Pelatihan Laskar Santri
Hizbullah yang pembentukannya diizinkan oleh Guisenkan, Pemerintah Militer Jepang, sebagai pasukan cadangan bagi tentara PETA, resmi berlatih sepanjang 12 Februari hingga 14 Mei 1945 diikuti oleh 500 pemuda santri usia 18-25 tahun dari 25 karesidenan se-Jawa-Madura. Mereka berduyun-duyun berdatangan ke Cibarusah menggunakan lori pengangkut tebu melewati Cikampek diiringi pekikan "Allahu Akbar" yang akan terus menjadi seruan semangat jihad Hizbullah dalam setiap medan pertempuran ke depannya.

Para pelatih terdiri dari opsir-opsir Jepang di bawah pimpinan Kapten Yamagawa dan opsir-opsir dari PETA. Selain itu, beberapa kiai terkemuka juga memberikan siraman rohani dan pelatihan olah batin bagi calon-calon opsir Hizbullah itu. Akhirnya, pada penutupan pelatihan Guisenkan dan para petinggi Masyumi menyampaikan amanatnya agar para lulusan pelatihan mengembangkan pasukan-pasukan Hizbullah pula di wilayah masing-masing.

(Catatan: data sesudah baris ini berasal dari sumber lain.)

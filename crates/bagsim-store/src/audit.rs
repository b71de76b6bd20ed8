//! Audit event types

use bagsim_util::{DeviceCode, RunId};
use chrono::{DateTime, Utc};
use serde::{Deserialize, Serialize};

/// Types of audit events
#[derive(Debug, Clone, Serialize, Deserialize)]
#[serde(tag = "type", rename_all = "snake_case")]
pub enum AuditEventType {
    /// Service started
    ServiceStarted,

    /// Service stopped after all simulations were halted
    ServiceStopped { simulations_stopped: usize },

    /// Simulation handle started for a device
    SimulationStarted { device: DeviceCode, run_id: RunId },

    /// Simulation handle stopped
    SimulationStopped {
        device: DeviceCode,
        run_id: RunId,
        ticks: u64,
    },

    /// Battery hit zero and power was forced off
    DeviceDepleted { device: DeviceCode },

    /// New device registered
    DeviceRegistered { device: DeviceCode },

    /// Device bound to an owner
    DeviceClaimed { device: DeviceCode, owner: String },

    /// Device released by its owner
    DeviceUnclaimed { device: DeviceCode },
}

/// Full audit event with metadata
#[derive(Debug, Clone, Serialize, Deserialize)]
pub struct AuditEvent {
    /// Unique event ID
    pub id: i64,

    /// Event timestamp
    pub timestamp: DateTime<Utc>,

    /// Event type and details
    pub event: AuditEventType,
}

impl AuditEvent {
    pub fn new(event: AuditEventType) -> Self {
        Self {
            id: 0, // Will be set by store
            timestamp: Utc::now(),
            event,
        }
    }
}
//! Raw configuration schema (as parsed from TOML)

use serde::{Deserialize, Serialize};
use std::path::PathBuf;

/// Raw configuration as parsed from TOML
#[derive(Debug, Clone, Deserialize, Serialize)]
pub struct RawConfig {
    /// Config schema version
    pub config_version: u32,

    /// Global service settings
    #[serde(default)]
    pub service: RawServiceConfig,

    /// Simulation engine settings
    #[serde(default)]
    pub simulation: RawSimulationConfig,

    /// Devices registered on boot if the store does not know them yet
    #[serde(default)]
    pub devices: Vec<RawSeedDevice>,
}

/// Service-level settings
#[derive(Debug, Clone, Default, Deserialize, Serialize)]
pub struct RawServiceConfig {
    /// HTTP listen address (default: 0.0.0.0:8080)
    pub listen_addr: Option<String>,

    /// Data directory for store
    pub data_dir: Option<PathBuf>,

    /// Passkey required on mutating HTTP routes
    pub admin_passkey: Option<String>,
}

/// Simulation engine settings
#[derive(Debug, Clone, Default, Deserialize, Serialize)]
pub struct RawSimulationConfig {
    /// Tick cadence per device (default: 5000)
    pub tick_interval_ms: Option<u64>,

    /// Smallest battery drain per tick, in percent (default: 1)
    pub drain_min: Option<u8>,

    /// Largest battery drain per tick, in percent (default: 3)
    pub drain_max: Option<u8>,

    /// Bound on each device store round-trip (default: 2000)
    pub store_timeout_ms: Option<u64>,

    /// When a fresh handle runs its first tick
    pub first_tick: Option<RawFirstTick>,
}

/// First tick policy
#[derive(Debug, Clone, Copy, PartialEq, Eq, Deserialize, Serialize)]
#[serde(rename_all = "snake_case")]
pub enum RawFirstTick {
    Immediate,
    AfterInterval,
}

/// Seed device definition
#[derive(Debug, Clone, Deserialize, Serialize)]
pub struct RawSeedDevice {
    pub code: String,

    /// Initial battery level (default: 100)
    pub battery_level: Option<u8>,

    /// Claims the device for this owner when set
    pub owner: Option<String>,

    /// Initial power state
    #[serde(default)]
    pub status: bool,
}
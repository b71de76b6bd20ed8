//! Error types for bagsimd

use thiserror::Error;

use crate::DeviceCode;

/// Error type for simulation control operations
#[derive(Debug, Clone, PartialEq, Eq, Error)]
pub enum SimError {
    #[error("Device not found: {0}")]
    DeviceNotFound(DeviceCode),

    #[error("Simulation already running for device {0}")]
    AlreadyRunning(DeviceCode),

    #[error("No simulation running for device {0}")]
    NotRunning(DeviceCode),

    #[error("Device store unavailable: {0}")]
    StoreUnavailable(String),

    #[error("Conflicting update: {0}")]
    Conflict(String),

    #[error("Device store call timed out after {0} ms")]
    Timeout(u64),

    #[error("Invalid request: {0}")]
    InvalidRequest(String),
}

impl SimError {
    pub fn store_unavailable(msg: impl Into<String>) -> Self {
        Self::StoreUnavailable(msg.into())
    }

    pub fn invalid(msg: impl Into<String>) -> Self {
        Self::InvalidRequest(msg.into())
    }

    /// Transient errors are expected to clear up on their own; a tick
    /// hitting one simply tries again on the next interval.
    pub fn is_transient(&self) -> bool {
        matches!(
            self,
            Self::StoreUnavailable(_) | Self::Conflict(_) | Self::Timeout(_)
        )
    }
}

pub type SimResult<T> = std::result::Result<T, SimError>;
/*!
 * Core Module
 * Fundamental types, limits, and error handling
 */

pub mod deadline;
pub mod errors;
pub mod limits;
pub mod types;

// Re-export for convenience
pub use deadline::Deadline;
pub use errors::{MuxError, MuxResult};
pub use types::{timeout_from_millis, Handle, WaitMode, WaitOutcome};
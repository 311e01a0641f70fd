/*!
 * Error Types
 * Centralized error handling with thiserror, miette, and serde support
 */

use miette::Diagnostic;
use serde::{Deserialize, Serialize};
use thiserror::Error;

/// Result type for multiplexed wait operations
pub type MuxResult<T> = Result<T, MuxError>;

/// Errors raised before any native call is issued
///
/// A native-level failure is never an error: it surfaces as
/// [`WaitOutcome::Failed`](crate::core::types::WaitOutcome) so the caller
/// sees exactly the outcome space of the unrestricted primitive.
#[derive(Error, Debug, Clone, Serialize, Deserialize, PartialEq, Eq, Diagnostic)]
#[serde(tag = "error_type", content = "details", rename_all = "snake_case")]
pub enum MuxError {
    #[error("Handle at index {0} is not a valid wait handle")]
    #[diagnostic(
        code(waitmux::invalid_handle),
        help("Null handle values cannot be waited on. Check that every handle in the sequence is open.")
    )]
    InvalidHandle(usize),

    #[error("Too many handles: {count} exceeds the multiplexer limit of {max}")]
    #[diagnostic(
        code(waitmux::too_many_handles),
        help("Split the wait across multiple calls or raise the configured upper bound.")
    )]
    TooManyHandles { count: usize, max: usize },

    #[error("Invalid timeout: {0}ms")]
    #[diagnostic(
        code(waitmux::invalid_timeout),
        help("Timeouts must be non-negative milliseconds or the INFINITE sentinel.")
    )]
    InvalidTimeout(i64),

    #[error("Wait multiplexer is not installed")]
    #[diagnostic(
        code(waitmux::not_installed),
        help("Call install() (or install_adapter() on platforms without the capacity limit) before resolving the saved primitive.")
    )]
    NotInstalled,
}
/*!
 * Wait Limits and Constants
 *
 * Centralized location for the capacity limits and the raw result-code
 * space of the native wait primitive.
 *
 * The raw codes are defined here (not pulled from the platform crate) so
 * that result translation and its tests compile on every platform; they are
 * ABI constants and never change.
 */

use std::time::Duration;

// =============================================================================
// CAPACITY LIMITS
// =============================================================================

/// Handles per native call (one below MAXIMUM_WAIT_OBJECTS)
/// The spare slot lets callers layered above the multiplexer add a control
/// handle to any batch without overflowing the native limit.
pub const NATIVE_CAP: usize = 63;

/// Default cap on the multiplexed handle count (8 full batches plus a tail)
pub const DEFAULT_UPPER_BOUND: usize = 508;

// =============================================================================
// TIMING
// =============================================================================

/// Per-call poll slice for multi-batch rounds (15ms)
/// Bounds how long one batch's wait can delay discovery of a ready handle
/// in a later batch. Correctness does not depend on the value.
pub const DEFAULT_SLICE: Duration = Duration::from_millis(15);

// =============================================================================
// NATIVE RESULT-CODE SPACE
// =============================================================================

/// Base of the signaled range: code = WAIT_OBJECT_0 + index
pub const WAIT_OBJECT_0: u32 = 0x0000_0000;

/// Base of the abandoned-mutex range: code = WAIT_ABANDONED_0 + index
pub const WAIT_ABANDONED_0: u32 = 0x0000_0080;

/// No handle became signaled within the timeout
pub const WAIT_TIMEOUT: u32 = 0x0000_0102;

/// The native call itself failed; the cause is in the last-error code
pub const WAIT_FAILED: u32 = 0xFFFF_FFFF;

/// Millisecond sentinel for an unbounded wait
pub const INFINITE: u32 = 0xFFFF_FFFF;

/// Last-error code the primitive sets when given zero handles
pub const ERROR_INVALID_PARAMETER: u32 = 87;
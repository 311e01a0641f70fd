/*!
 * Deadline Tracking
 *
 * Monotonic budget for a multiplexed wait. Derived once at call entry and
 * consumed by repeated per-batch native calls; the scheduler never issues a
 * call whose slice exceeds the remaining budget.
 */

use std::time::{Duration, Instant};

/// Monotonic deadline derived from the caller's timeout
///
/// `limit == None` is an unbounded wait that still proceeds round-by-round
/// so no single native call can block the scheduler forever.
#[derive(Debug, Clone, Copy)]
pub struct Deadline {
    start: Instant,
    limit: Option<Duration>,
}

impl Deadline {
    /// Start the clock for a new top-level call
    #[inline]
    pub fn start(limit: Option<Duration>) -> Self {
        Self {
            start: Instant::now(),
            limit,
        }
    }

    /// True once the budget is fully consumed (never for unbounded waits)
    #[inline]
    pub fn expired(&self) -> bool {
        match self.limit {
            None => false,
            Some(limit) => self.start.elapsed() >= limit,
        }
    }

    /// Remaining budget; `None` for unbounded waits
    #[inline]
    pub fn remaining(&self) -> Option<Duration> {
        self.limit.map(|limit| limit.saturating_sub(self.start.elapsed()))
    }

    /// Elapsed time since call entry
    #[inline]
    pub fn elapsed(&self) -> Duration {
        self.start.elapsed()
    }

    /// Clamp a poll slice to the remaining budget
    #[inline]
    pub fn clamp_slice(&self, slice: Duration) -> Duration {
        match self.remaining() {
            None => slice,
            Some(remaining) => slice.min(remaining),
        }
    }
}
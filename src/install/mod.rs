/*!
 * Installation Manager
 *
 * Process-wide, publish-once capture of the native wait primitive.
 *
 * # Design: Publish-Once Cell
 *
 * The saved primitive is written at most once, inside a mutual-exclusion
 * region, and read lock-free afterwards. Exactly one concurrent caller wins
 * the capture; every caller observes either "not installed" or the fully
 * published reference, never a partial state.
 *
 * On platforms without the capacity constraint `install()` captures nothing
 * and reports non-applicability (`false`) without error. Embedders on such
 * platforms, and tests everywhere, inject a primitive through
 * [`install_adapter`].
 */

use crate::core::errors::{MuxError, MuxResult};
use crate::core::limits::DEFAULT_UPPER_BOUND;
use crate::mux::adapter::NativeWait;
use parking_lot::Mutex;
use std::sync::atomic::{AtomicUsize, Ordering};
use std::sync::{Arc, OnceLock};
use tracing::info;

/// Consumer of the multiplexed capacity limit
///
/// Worker-pool components that size themselves by the native per-call limit
/// implement this; installation pushes the multiplexed bound into each
/// registered target. Best-effort configuration, not a correctness
/// dependency of the wait algorithm.
pub trait CapacityTarget: Send + Sync {
    fn set_wait_capacity(&self, capacity: usize);
}

impl CapacityTarget for AtomicUsize {
    fn set_wait_capacity(&self, capacity: usize) {
        self.store(capacity, Ordering::SeqCst);
    }
}

/// Publish-once owner of the saved primitive reference
///
/// The process-global instance backs [`install`]/[`current`]; separate
/// instances exist only in tests.
pub struct Installer {
    saved: OnceLock<Arc<dyn NativeWait>>,
    lock: Mutex<()>,
}

impl Installer {
    pub const fn new() -> Self {
        Self {
            saved: OnceLock::new(),
            lock: Mutex::new(()),
        }
    }

    /// Capture a primitive and push the capacity limit to targets
    ///
    /// Idempotent: the first call captures and returns true; every later
    /// call changes nothing and returns the same indicator. The capacity
    /// push happens only on the winning call.
    pub fn install_adapter(
        &self,
        primitive: Arc<dyn NativeWait>,
        targets: &[Arc<dyn CapacityTarget>],
    ) -> bool {
        let _guard = self.lock.lock();
        if self.saved.get().is_some() {
            return true;
        }
        let name = primitive.name();
        let _ = self.saved.set(primitive);
        for target in targets {
            target.set_wait_capacity(DEFAULT_UPPER_BOUND);
        }
        info!(
            adapter = name,
            capacity = DEFAULT_UPPER_BOUND,
            targets = targets.len(),
            "wait multiplexer installed"
        );
        true
    }

    /// The saved primitive, or `NotInstalled` before a successful capture
    pub fn current(&self) -> MuxResult<Arc<dyn NativeWait>> {
        self.saved
            .get()
            .map(Arc::clone)
            .ok_or(MuxError::NotInstalled)
    }
}

impl Default for Installer {
    fn default() -> Self {
        Self::new()
    }
}

static GLOBAL: Installer = Installer::new();

/// Install the platform primitive for this process
///
/// Returns true when the capacity bypass is active, false where the
/// platform has no capacity constraint to bypass. Never errors.
pub fn install() -> bool {
    install_with_targets(&[])
}

/// [`install`] plus a capacity push to the given targets
pub fn install_with_targets(targets: &[Arc<dyn CapacityTarget>]) -> bool {
    #[cfg(windows)]
    {
        GLOBAL.install_adapter(Arc::new(crate::mux::adapter::WindowsWait), targets)
    }
    #[cfg(not(windows))]
    {
        let _ = targets;
        tracing::debug!("no native wait capacity limit on this platform; nothing to install");
        false
    }
}

/// Install an explicitly injected primitive (process-global)
pub fn install_adapter(
    primitive: Arc<dyn NativeWait>,
    targets: &[Arc<dyn CapacityTarget>],
) -> bool {
    GLOBAL.install_adapter(primitive, targets)
}

/// The process-global saved primitive
pub fn current() -> MuxResult<Arc<dyn NativeWait>> {
    GLOBAL.current()
}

Sayangnya di dalam Masjid Al Mujahidin tidak tampak catatan-catatan sejarah yang begitu penting bagi Laskar Santri Hizbullah. Perlu kiranya masjid kuno ini segera mendapat perhatian dari pemerintah daerah setempat hingga ke tingkat pusat. Sebelum sejarah melupakannya. (Ario Helmy/Abdullah Alawi)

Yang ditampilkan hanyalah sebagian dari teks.